Your chances of getting any given job are mainly influenced by two things; your technical abilities and how you come across in the job interview.

At short notice, you can't do too much about your technical skills, apart from making sure you present them optimally in your CV/resume but you can do something about how you come across, and that can set you above the competition in the eyes of the interviewer.

One approach, according "job interview master" Vj Vijai is to use his tried and tested formula, which he describes briefly in the following short, entertaining video.

Let us know what you think of his ideas in the comments.

[youtube:http://www.youtube.com/watch?v=4KyCPiJPx48]

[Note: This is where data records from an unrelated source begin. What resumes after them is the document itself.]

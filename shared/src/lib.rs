//! # Dawn Shared
//! Entity registry, replication layouts, roles and wire messages shared by
//! both halves of a Dawn net session.

#![deny(trivial_numeric_casts, unstable_features, unused_import_braces)]

pub use dawn_serde::{
    BitCounter, BitReader, BitWrite, BitWriter, Serde, SerdeErr, SignedInteger,
    SignedVariableInteger, UnsignedInteger, UnsignedVariableInteger, MTU_SIZE_BITS,
    MTU_SIZE_BYTES,
};

pub mod math;
pub mod messages;

mod net_role;
mod rep;
mod types;
mod world;
mod wrapping_number;

pub use net_role::{assign_role, EntityOrigin, NetMode, NetRole};
pub use rep::{
    ComponentKind, RepError, RepLayout, RepProperty, RepSnapshot, Replicate, ReplicateSet, Rpc,
    RpcDirection, RpcError, RpcProperty,
};
pub use types::{ClientId, EntityId, EntityType};
pub use world::{Entity, IdSpace, RegistryError, SceneManager, System};
pub use wrapping_number::{sequence_greater_than, sequence_less_than, wrapping_diff};
use crate::BitCounter;

pub trait BitWrite {
    fn write_bit(&mut self, bit: bool);
    fn write_byte(&mut self, byte: u8);
    fn bits_written(&self) -> u32;
}

/// Growable bit stream. Bits are packed least-significant first, so a
/// byte written with `write_byte` on a byte boundary comes out unchanged.
pub struct BitWriter {
    scratch: u8,
    scratch_index: u8,
    buffer: Vec<u8>,
    bits_written: u32,
}

impl BitWriter {
    pub fn new() -> Self {
        Self::with_capacity(64)
    }

    pub fn with_capacity(bytes: usize) -> Self {
        Self {
            scratch: 0,
            scratch_index: 0,
            buffer: Vec::with_capacity(bytes),
            bits_written: 0,
        }
    }

    /// Returns a counter that starts at this writer's position and
    /// overflows once `bit_budget` total bits would be exceeded
    pub fn counter(&self, bit_budget: u32) -> BitCounter {
        BitCounter::with_budget(self.bits_written, bit_budget)
    }

    fn flush_scratch(&mut self) {
        if self.scratch_index > 0 {
            let byte = (self.scratch << (8 - self.scratch_index)).reverse_bits();
            self.buffer.push(byte);
            self.scratch = 0;
            self.scratch_index = 0;
        }
    }

    pub fn to_bytes(mut self) -> Box<[u8]> {
        self.flush_scratch();
        self.buffer.into_boxed_slice()
    }

    pub fn to_vec(mut self) -> Vec<u8> {
        self.flush_scratch();
        self.buffer
    }
}

impl Default for BitWriter {
    fn default() -> Self {
        Self::new()
    }
}

impl BitWrite for BitWriter {
    fn write_bit(&mut self, bit: bool) {
        self.scratch <<= 1;

        if bit {
            self.scratch |= 1;
        }

        self.scratch_index += 1;
        self.bits_written += 1;

        if self.scratch_index >= 8 {
            self.buffer.push(self.scratch.reverse_bits());
            self.scratch_index = 0;
            self.scratch = 0;
        }
    }

    fn write_byte(&mut self, byte: u8) {
        let mut temp = byte;
        for _ in 0..8 {
            self.write_bit(temp & 1 != 0);
            temp >>= 1;
        }
    }

    fn bits_written(&self) -> u32 {
        self.bits_written
    }
}
use std::{collections::BTreeMap, time::Duration};

use log::{trace, warn};

use dawn_shared::{
    assign_role, messages::ServerMessage, sequence_greater_than, BitWriter, ClientId, Entity,
    EntityId, EntityOrigin, NetMode, RepError, RepSnapshot, SceneManager, Serde,
};

use crate::net::CNetData;

/// Unacknowledged updates kept per entity before falling back to full state
const MAX_PENDING_UPDATES: usize = 32;

fn due(last_sent: Option<Duration>, now: Duration, interval: Duration) -> bool {
    last_sent.map_or(true, |sent| now.saturating_sub(sent) >= interval)
}

enum Replica {
    /// Spawn sent, waiting for the ack. The message is resent unchanged so
    /// the acked state is known exactly.
    Spawning {
        message: ServerMessage,
        snapshot: RepSnapshot,
        last_sent: Option<Duration>,
    },
    Spawned {
        /// State the client acknowledged, `None` after falling back to full
        /// updates
        baseline: Option<RepSnapshot>,
        /// Updates sent but not acknowledged, oldest first
        pending: Vec<(u16, RepSnapshot)>,
        next_sequence: u16,
        last_sent: Option<Duration>,
    },
    Destroying {
        last_sent: Option<Duration>,
    },
    /// State outgrew a packet. Nothing more is sent until the entity dies.
    Oversized { spawned: bool },
}

/// Server-side replication state of every entity for one client
pub(crate) struct ClientReplicas {
    client: ClientId,
    max_message_bits: u32,
    replicas: BTreeMap<EntityId, Replica>,
}

impl ClientReplicas {
    pub fn new(client: ClientId, max_message_bits: u32) -> Self {
        Self {
            client,
            max_message_bits,
            replicas: BTreeMap::new(),
        }
    }

    fn check_size(&self, message: &ServerMessage) -> Result<(), RepError> {
        let bits = message.bit_length();
        if bits > self.max_message_bits {
            return Err(RepError::StateTooLarge {
                bits,
                max_bits: self.max_message_bits,
            });
        }
        Ok(())
    }

    pub fn contains(&self, entity: EntityId) -> bool {
        self.replicas.contains_key(&entity)
    }

    /// True once the client acknowledged the spawn and until it is destroyed
    pub fn is_spawned(&self, entity: EntityId) -> bool {
        matches!(self.replicas.get(&entity), Some(Replica::Spawned { .. }))
    }

    /// True while the client is being told the entity is gone
    pub fn is_destroying(&self, entity: EntityId) -> bool {
        matches!(self.replicas.get(&entity), Some(Replica::Destroying { .. }))
    }

    pub fn len(&self) -> usize {
        self.replicas.len()
    }

    /// Prepares the spawn of `entity` for this client. An entity whose state
    /// can't fit in a packet is recorded as oversized and never sent.
    pub fn begin_spawn(&mut self, entity: &Entity, net_data: &CNetData) -> Result<(), RepError> {
        let layout = net_data.layout();
        let role = assign_role(
            NetMode::Client,
            EntityOrigin::Replicated,
            net_data.owner(),
            Some(self.client),
        );
        let mut writer = BitWriter::new();
        layout.write_full(entity, &mut writer)?;
        let snapshot = layout.snapshot(entity)?;
        let message = ServerMessage::EntitySpawn {
            entity: entity.id(),
            entity_type: net_data.entity_type(),
            role,
            fingerprint: layout.fingerprint(),
            state: writer.to_vec(),
        };
        if let Err(error) = self.check_size(&message) {
            self.replicas
                .insert(entity.id(), Replica::Oversized { spawned: false });
            return Err(error);
        }
        trace!("spawning {} for {} as {:?}", entity.id(), self.client, role);
        self.replicas.insert(
            entity.id(),
            Replica::Spawning {
                message,
                snapshot,
                last_sent: None,
            },
        );
        Ok(())
    }

    /// Starts destroying every replica whose entity is not in `alive`
    pub fn retain_alive(&mut self, alive: impl Fn(EntityId) -> bool) {
        self.replicas.retain(|id, replica| {
            alive(*id) || !matches!(replica, Replica::Oversized { spawned: false })
        });
        for (id, replica) in self.replicas.iter_mut() {
            if matches!(replica, Replica::Destroying { .. }) || alive(*id) {
                continue;
            }
            trace!("destroying {} for {}", id, self.client);
            *replica = Replica::Destroying { last_sent: None };
        }
    }

    pub fn ack_spawn(&mut self, entity: EntityId) {
        let Some(replica) = self.replicas.get_mut(&entity) else {
            return;
        };
        if let Replica::Spawning { snapshot, .. } = replica {
            let baseline = std::mem::take(snapshot);
            *replica = Replica::Spawned {
                baseline: Some(baseline),
                pending: Vec::new(),
                next_sequence: 0,
                last_sent: None,
            };
        }
    }

    pub fn ack_update(&mut self, entity: EntityId, sequence: u16) {
        let Some(Replica::Spawned {
            baseline, pending, ..
        }) = self.replicas.get_mut(&entity)
        else {
            return;
        };
        let Some(position) = pending.iter().position(|(seq, _)| *seq == sequence) else {
            return;
        };
        let (_, snapshot) = pending.remove(position);
        *baseline = Some(snapshot);
        pending.retain(|(seq, _)| sequence_greater_than(*seq, sequence));
    }

    pub fn ack_destroy(&mut self, entity: EntityId) {
        if matches!(
            self.replicas.get(&entity),
            Some(Replica::Destroying { .. })
        ) {
            self.replicas.remove(&entity);
        }
    }

    /// Writes every spawn, update and destroy that is due
    pub fn collect_messages(
        &mut self,
        scene: &SceneManager,
        now: Duration,
        resend_interval: Duration,
        outbox: &mut Vec<ServerMessage>,
    ) {
        let max_message_bits = self.max_message_bits;
        let mut oversized = Vec::new();
        for (id, replica) in self.replicas.iter_mut() {
            match replica {
                Replica::Spawning {
                    message, last_sent, ..
                } => {
                    if due(*last_sent, now, resend_interval) {
                        outbox.push(message.clone());
                        *last_sent = Some(now);
                    }
                }
                Replica::Spawned {
                    baseline,
                    pending,
                    next_sequence,
                    last_sent,
                } => {
                    let Some(entity) = scene.entity(*id) else {
                        continue;
                    };
                    let Some(net_data) = entity.component::<CNetData>() else {
                        continue;
                    };
                    let layout = net_data.layout();
                    let current = match layout.snapshot(entity) {
                        Ok(current) => current,
                        Err(error) => {
                            warn!("cannot snapshot {}: {}", id, error);
                            continue;
                        }
                    };
                    let latest = pending.last().map(|(_, snapshot)| snapshot).or(baseline.as_ref());
                    let changed = latest != Some(&current);
                    let resend = !pending.is_empty() && due(*last_sent, now, resend_interval);
                    if !changed && !resend {
                        continue;
                    }

                    if pending.len() >= MAX_PENDING_UPDATES {
                        *baseline = None;
                        pending.clear();
                    }
                    let baselines: Vec<&RepSnapshot> = match baseline.as_ref() {
                        Some(baseline) => std::iter::once(baseline)
                            .chain(pending.iter().map(|(_, snapshot)| snapshot))
                            .collect(),
                        None => Vec::new(),
                    };
                    let mut writer = BitWriter::new();
                    let snapshot = match layout.write_delta_since(entity, &baselines, &mut writer)
                    {
                        Ok(snapshot) => snapshot,
                        Err(error) => {
                            warn!("cannot write update for {}: {}", id, error);
                            continue;
                        }
                    };
                    let message = ServerMessage::EntityUpdate {
                        entity: *id,
                        sequence: *next_sequence,
                        delta: writer.to_vec(),
                    };
                    let bits = message.bit_length();
                    if bits > max_message_bits {
                        warn!(
                            "no longer updating {} for {}: {} bit update exceeds {} bits",
                            id, self.client, bits, max_message_bits
                        );
                        oversized.push(*id);
                        continue;
                    }
                    pending.push((*next_sequence, snapshot));
                    *next_sequence = next_sequence.wrapping_add(1);
                    *last_sent = Some(now);
                    outbox.push(message);
                }
                Replica::Destroying { last_sent } => {
                    if due(*last_sent, now, resend_interval) {
                        outbox.push(ServerMessage::EntityDestroy { entity: *id });
                        *last_sent = Some(now);
                    }
                }
                Replica::Oversized { .. } => {}
            }
        }
        for id in oversized {
            self.replicas.insert(id, Replica::Oversized { spawned: true });
        }
    }
}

Photo: language translation

About the author: Nick Oswald
I started Bitesize Bio on a Macbook on my kitchen table in 2007 while in my 7th year of working as a molecular biologist in biotech. My aim was to share the know-how that I had acquired from the school of hard-knocks in the lab, so that others could learn from my mistakes and small victories. Nowadays my mission is to facilitate the gathering of hardcore know-how from whole spectrum of bioscientists and share it here on Bitesize Bio to create a super-mentor that any bioscientist can turn to for much-needed guidance.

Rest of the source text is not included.